Friday April 10 – “ . . . only the terrible blessing of the journey.”
Catherine McAuley and Ignatius Loyola both took the journey seriously. Perhaps more than seriously, . . . as sacred and central. “The journey makes the world our house,” wrote Ieronimo Nadal, sj, sent by Ignatius to mentor just-born little communities of the just-born Jesuit order. Catherine trekked the wretched roads of Ireland finding, and founding, houses of Mercy.
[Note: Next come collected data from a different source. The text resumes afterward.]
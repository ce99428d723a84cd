use futures::stream::{self, StreamExt};
use std::sync::Arc;
use std::time::Instant;
use tokio::sync::broadcast;
use tracing::{debug, error, info, info_span, instrument, warn, Instrument};
use uuid::Uuid;

use super::limiter::StageLimiter;
use super::options::{PersistOrder, PipelineOptions};
use super::report::{IngestionProgress, IngestionReport, ReportBuilder};
use super::stage::{Stage, StageResult};
use crate::error::{PipelineError, StageError};
use crate::fetcher::ContentFetcher;
use crate::models::{ContentHandle, DateRange, IndexDocument, PaperUpsert, ParsedContent, SourceRecord};
use crate::pdf_parser::ContentParser;
use crate::repository::PaperStore;
use crate::search::SearchIndexer;
use crate::sources::{MetadataSource, SourceQuery};

/// Drives records from a metadata source through fetch, parse, persist and
/// index. Adapters are injected; the pipeline holds no other state between
/// runs.
#[derive(Clone)]
pub struct IngestionPipeline {
    source: Arc<dyn MetadataSource>,
    fetcher: Arc<dyn ContentFetcher>,
    parser: Arc<dyn ContentParser>,
    store: Option<Arc<dyn PaperStore>>,
    indexer: Option<Arc<dyn SearchIndexer>>,
    progress_tx: Option<broadcast::Sender<IngestionProgress>>,
}

impl IngestionPipeline {
    pub fn new(
        source: Arc<dyn MetadataSource>,
        fetcher: Arc<dyn ContentFetcher>,
        parser: Arc<dyn ContentParser>,
    ) -> Self {
        Self { source, fetcher, parser, store: None, indexer: None, progress_tx: None }
    }

    pub fn with_store(mut self, store: Arc<dyn PaperStore>) -> Self {
        self.store = Some(store);
        self
    }

    pub fn with_indexer(mut self, indexer: Arc<dyn SearchIndexer>) -> Self {
        self.indexer = Some(indexer);
        self
    }

    /// Progress events are sent here if provided. Send errors (no
    /// subscribers) are ignored.
    pub fn with_progress(mut self, tx: broadcast::Sender<IngestionProgress>) -> Self {
        self.progress_tx = Some(tx);
        self
    }

    fn emit(&self, progress: IngestionProgress) {
        if let Some(ref tx) = self.progress_tx {
            let _ = tx.send(progress);
        }
    }

    /// Run the pipeline for one date range.
    ///
    /// Fails only when the options are unusable or the metadata source
    /// fails; every per-record failure ends up in the report instead.
    #[instrument(skip_all, fields(range = %range))]
    pub async fn run(&self, range: &DateRange, options: &PipelineOptions) -> Result<IngestionReport, PipelineError> {
        options.validate()?;
        if options.persist && self.store.is_none() {
            return Err(PipelineError::MissingStore);
        }
        if options.index && self.indexer.is_none() {
            return Err(PipelineError::MissingIndexer);
        }

        let run_id = Uuid::new_v4();
        let t0 = Instant::now();
        let mut builder = ReportBuilder::new(run_id, *range);
        info!(%run_id, fetch = options.fetch_content, persist = options.persist, index = options.index, "Starting ingestion run");
        self.emit(IngestionProgress::new(run_id, "started", format!("Fetching records for {range}")));

        let query = SourceQuery::for_range(range, options.max_results);
        let records = match self.source.fetch_records(&query).await {
            Ok(records) => records,
            Err(e) => {
                error!(%run_id, error = %e, "Metadata source failed");
                let mut progress = IngestionProgress::new(run_id, "finished", "Run aborted");
                progress.error = Some(e.to_string());
                self.emit(progress);
                return Err(e.into());
            }
        };
        let total = records.len();
        builder.set_fetched(total);
        info!(%run_id, papers = total, "Fetched records");

        let fetch_limiter = StageLimiter::new(Stage::Fetch, options.max_concurrent_fetches);
        let parse_limiter = StageLimiter::new(Stage::Parse, options.max_concurrent_parses);
        let worker = &RecordWorker {
            pipeline: self,
            options,
            fetch_limiter: &fetch_limiter,
            parse_limiter: &parse_limiter,
        };

        let mut results = stream::iter(records.into_iter().enumerate())
            .map(move |(index, record)| {
                let span = info_span!("record", arxiv_id = %record.arxiv_id);
                worker.process(index, record).instrument(span)
            })
            .buffer_unordered(options.in_flight_limit());

        while let Some(result) = results.next().await {
            let mut progress = IngestionProgress::new(run_id, "record", format!("Processed {}", result.arxiv_id));
            progress.papers_fetched = total;
            progress.error = result.errors.first().map(|(stage, _)| format!("{stage} failed: {}", result.arxiv_id));
            builder.record(result);
            progress.papers_done = builder.completed();
            self.emit(progress);
        }

        let report = builder.finish(t0.elapsed(), fetch_limiter.peak(), parse_limiter.peak());
        info!(
            %run_id,
            fetched = report.papers_fetched,
            downloaded = report.pdfs_downloaded,
            parsed = report.pdfs_parsed,
            stored = report.papers_stored,
            indexed = report.papers_indexed,
            errors = report.errors.len(),
            secs = report.processing_time,
            "Ingestion run complete"
        );

        let mut progress = IngestionProgress::new(run_id, "finished", "Ingestion run complete");
        progress.papers_fetched = report.papers_fetched;
        progress.papers_done = total;
        self.emit(progress);

        Ok(report)
    }
}

/// Per-run context shared by every record future.
struct RecordWorker<'a> {
    pipeline: &'a IngestionPipeline,
    options: &'a PipelineOptions,
    fetch_limiter: &'a StageLimiter,
    parse_limiter: &'a StageLimiter,
}

impl RecordWorker<'_> {
    async fn process(&self, index: usize, record: SourceRecord) -> StageResult {
        let mut result = StageResult::new(index, &record.arxiv_id);
        let metadata_first = self.options.persist_order == PersistOrder::MetadataFirst;

        if self.options.persist && metadata_first {
            self.persist(&mut result, PaperUpsert::metadata_only(&record)).await;
        }

        let mut content: Option<ParsedContent> = None;
        if self.options.fetch_content {
            match self.fetch(&record).await {
                Ok(handle) => {
                    result.succeed(Stage::Fetch);
                    match self.parse(&handle).await {
                        Ok(Some(parsed)) => {
                            result.succeed(Stage::Parse);
                            content = Some(parsed);
                        }
                        Ok(None) => record_failure(&mut result, Stage::Parse, StageError::Empty),
                        Err(e) => record_failure(&mut result, Stage::Parse, e),
                    }
                }
                Err(e) => record_failure(&mut result, Stage::Fetch, e),
            }
        }

        if self.options.persist {
            match (metadata_first, content.as_ref()) {
                (true, Some(parsed)) => {
                    self.persist(&mut result, PaperUpsert::with_content(&record, parsed)).await;
                }
                (true, None) => {}
                (false, parsed) => {
                    self.persist(&mut result, PaperUpsert { record: &record, content: parsed }).await;
                }
            }
        }

        if self.options.index {
            let doc = IndexDocument::from_record(&record, content.as_ref(), self.options.max_index_text_chars);
            match self.index(&doc).await {
                Ok(true) => result.succeed(Stage::Index),
                Ok(false) => record_failure(
                    &mut result,
                    Stage::Index,
                    StageError::Rejected("document was not created or updated".to_string()),
                ),
                Err(e) => record_failure(&mut result, Stage::Index, e),
            }
        }

        debug!(
            fetch = ?result.fetch,
            parse = ?result.parse,
            persist = ?result.persist,
            index = ?result.index_status,
            durable = result.durable,
            "Record finished"
        );
        result
    }

    async fn fetch(&self, record: &SourceRecord) -> Result<ContentHandle, StageError> {
        let fetcher = &*self.pipeline.fetcher;
        let limiter = self.fetch_limiter;
        let use_cache = self.options.use_cache;
        self.options
            .retry
            .run(Stage::Fetch, &record.arxiv_id, move || async move {
                let _slot = limiter.acquire().await?;
                fetcher.fetch(record, use_cache).await
            })
            .await
    }

    async fn parse(&self, handle: &ContentHandle) -> Result<Option<ParsedContent>, StageError> {
        let slot = self.parse_limiter.acquire().await?;
        self.pipeline.parser.parse_in_slot(handle, slot).await
    }

    async fn persist(&self, result: &mut StageResult, upsert: PaperUpsert<'_>) {
        let Some(store) = self.pipeline.store.as_deref() else {
            return;
        };
        let outcome = self
            .options
            .retry
            .run(Stage::Persist, &upsert.record.arxiv_id, move || async move { store.upsert(&upsert).await })
            .await;
        match outcome {
            Ok(row) => {
                result.durable = true;
                result.succeed(Stage::Persist);
                debug!(processed = row.pdf_processed, "Paper stored");
            }
            Err(e) => record_failure(result, Stage::Persist, e),
        }
    }

    async fn index(&self, doc: &IndexDocument) -> Result<bool, StageError> {
        let Some(indexer) = self.pipeline.indexer.as_deref() else {
            return Err(StageError::Rejected("no search indexer configured".to_string()));
        };
        self.options
            .retry
            .run(Stage::Index, &doc.arxiv_id, move || async move { indexer.index(doc).await })
            .await
    }
}

fn record_failure(result: &mut StageResult, stage: Stage, error: StageError) {
    warn!(arxiv_id = %result.arxiv_id, %stage, error = %error, "Stage failed");
    result.fail(stage, error);
}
Lynn Ungar writes about an older, deep understanding. The journey of Passover, like that of UDM’s two founding spirits, trumps the safe and static. At our best, we teach our students to love risks, to imagine the dangers of surprises, to exult in challenges. This is the end of Passover Week and we are rounding the last bend into final exams at the university. Both make a good time to remember the deep human longing to be disturbed by grace.
Have a good weekend.
Posted by Phyllis Cole-Dai on Apr 03, 2015 12:00 am
Then you shall take some of the blood, and put it on the door posts and the lintels of the houses . . . and when I see the blood, I shall pass over you, and no plague shall fall upon you to destroy you, when I smite the land of Egypt.
—Exodus 12:7 & 13
They thought they were safe
that spring night, when they daubed
the doorways with sacrificial blood.
To be sure, the angel of death
passed them over, but for what?
Forty years in the desert
without a home, without a bed,
following new laws to an unknown land.
Easier to have died in Egypt
or stayed there a slave, pretending
there was safety in the old familiar.
But the promise, from those first
naked days outside the garden,
is that there is no safety,
only the terrible blessing
of the journey. You were born
through a doorway marked in blood.
We are, all of us, passed over,
brushed in the night by terrible wings.
Ask that fierce presence,
whose imagination you hold.
God did not promise that we shall live,
but that we might, at last, glimpse the stars,
brilliant in the desert sky.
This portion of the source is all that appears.